** Task brief **
The expected output is an exact restatement of all the records.

** Data to use **
--------------------------------------------------
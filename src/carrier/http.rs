//! HTTP SMS API driver
//!
//! Each segment becomes one request:
//! `POST <url>` with JSON `{"to": "<number>", "body": "<segment>"}` and, when
//! a token is configured, `Authorization: Bearer <token>`. Any 2xx response
//! counts as accepted by the carrier.

use super::{check_destination, CarrierError, CarrierGateway};
use anyhow::{Context, Result};
use async_trait::async_trait;
use reqwest::Client;
use serde_json::json;
use std::time::Duration;
use tracing::{debug, info};

pub struct HttpGateway {
    http: Client,
    url: String,
    token: Option<String>,
    max_part_len: usize,
}

impl HttpGateway {
    pub fn new(url: String, token: Option<String>, max_part_len: usize) -> Result<Self> {
        let http = Client::builder()
            .timeout(Duration::from_secs(30))
            .build()
            .context("failed to build reqwest client")?;

        info!("HTTP carrier gateway created for {}", url);

        Ok(Self {
            http,
            url,
            token,
            max_part_len,
        })
    }
}

#[async_trait]
impl CarrierGateway for HttpGateway {
    fn max_part_len(&self) -> usize {
        self.max_part_len
    }

    async fn send_segment(&self, destination: &str, body: &str) -> Result<(), CarrierError> {
        check_destination(destination)?;

        let mut request = self.http.post(&self.url).json(&json!({
            "to": destination,
            "body": body,
        }));
        if let Some(token) = &self.token {
            request = request.bearer_auth(token);
        }

        let resp = request
            .send()
            .await
            .map_err(|e| CarrierError::Http(e.to_string()))?;

        let status = resp.status();
        if !status.is_success() {
            let body_text = resp.text().await.unwrap_or_default();
            return Err(CarrierError::Rejected {
                status: status.as_u16(),
                body: body_text,
            });
        }

        debug!("Carrier accepted segment for {} ({})", destination, status);
        Ok(())
    }
}
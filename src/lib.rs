//! Relays text messages published on an MQTT topic to SMS.
//!
//! Data flows broker → [`broker::BrokerSession`] → [`relay::RelayController`]
//! → [`carrier::CarrierGateway`]; connection status flows from the session
//! into the [`status::StatusBus`]. The [`supervisor::Supervisor`] owns the
//! whole pipeline and keeps at most one of it alive.

pub mod broker;
pub mod carrier;
pub mod config;
pub mod credentials;
pub mod indicator;
pub mod relay;
pub mod status;
pub mod supervisor;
--------------------------------------------------
** Solution **
filename src/carrier/http.rs
//! HTTP SMS API driver
//!
//! Each segment becomes one request:
//! `POST <url>` with JSON `{"to": "<number>", "body": "<segment>"}` and, when
//! a token is configured, `Authorization: Bearer <token>`. Any 2xx response
//! counts as accepted by the carrier.

use super::{check_destination, CarrierError, CarrierGateway};
use anyhow::{Context, Result};
use async_trait::async_trait;
use reqwest::Client;
use serde_json::json;
use std::time::Duration;
use tracing::{debug, info};

pub struct HttpGateway {
    http: Client,
    url: String,
    token: Option<String>,
    max_part_len: usize,
}

impl HttpGateway {
    pub fn new(url: String, token: Option<String>, max_part_len: usize) -> Result<Self> {
        let http = Client::builder()
            .timeout(Duration::from_secs(30))
            .build()
            .context("failed to build reqwest client")?;

        info!("HTTP carrier gateway created for {}", url);

        Ok(Self {
            http,
            url,
            token,
            max_part_len,
        })
    }
}

#[async_trait]
impl CarrierGateway for HttpGateway {
    fn max_part_len(&self) -> usize {
        self.max_part_len
    }

    async fn send_segment(&self, destination: &str, body: &str) -> Result<(), CarrierError> {
        check_destination(destination)?;

        let mut request = self.http.post(&self.url).json(&json!({
            "to": destination,
            "body": body,
        }));
        if let Some(token) = &self.token {
            request = request.bearer_auth(token);
        }

        let resp = request
            .send()
            .await
            .map_err(|e| CarrierError::Http(e.to_string()))?;

        let status = resp.status();
        if !status.is_success() {
            let body_text = resp.text().await.unwrap_or_default();
            return Err(CarrierError::Rejected {
                status: status.as_u16(),
                body: body_text,
            });
        }

        debug!("Carrier accepted segment for {} ({})", destination, status);
        Ok(())
    }
}
filename src/lib.rs
//! Relays text messages published on an MQTT topic to SMS.
//!
//! Data flows broker → [`broker::BrokerSession`] → [`relay::RelayController`]
//! → [`carrier::CarrierGateway`]; connection status flows from the session
//! into the [`status::StatusBus`]. The [`supervisor::Supervisor`] owns the
//! whole pipeline and keeps at most one of it alive.

pub mod broker;
pub mod carrier;
pub mod config;
pub mod credentials;
pub mod indicator;
pub mod relay;
pub mod status;
pub mod supervisor;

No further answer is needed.